## [Problem to work on]
Which lines below contain the word "insert"? Copy each of them.

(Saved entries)
○ ○ ○ ○ ○ ○ ○
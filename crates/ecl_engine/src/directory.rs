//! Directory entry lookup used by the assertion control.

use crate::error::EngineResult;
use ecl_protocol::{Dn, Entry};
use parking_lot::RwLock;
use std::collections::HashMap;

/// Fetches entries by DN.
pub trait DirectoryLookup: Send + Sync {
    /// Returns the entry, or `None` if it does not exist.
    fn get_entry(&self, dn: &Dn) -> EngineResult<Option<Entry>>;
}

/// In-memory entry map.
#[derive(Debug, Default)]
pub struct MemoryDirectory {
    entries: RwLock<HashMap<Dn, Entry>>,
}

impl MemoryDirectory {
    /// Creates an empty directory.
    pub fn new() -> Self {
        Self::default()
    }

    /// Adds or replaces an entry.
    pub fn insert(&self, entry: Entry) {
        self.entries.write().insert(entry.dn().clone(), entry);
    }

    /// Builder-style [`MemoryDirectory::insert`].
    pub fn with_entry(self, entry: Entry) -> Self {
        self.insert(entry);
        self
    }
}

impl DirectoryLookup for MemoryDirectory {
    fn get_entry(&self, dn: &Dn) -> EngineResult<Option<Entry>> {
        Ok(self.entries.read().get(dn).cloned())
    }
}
○ ○ ○ ○ ○ ○ ○
## [Written answer]
    pub fn insert(&self, entry: Entry) {
        self.entries.write().insert(entry.dn().clone(), entry);
    /// Builder-style [`MemoryDirectory::insert`].
        self.insert(entry);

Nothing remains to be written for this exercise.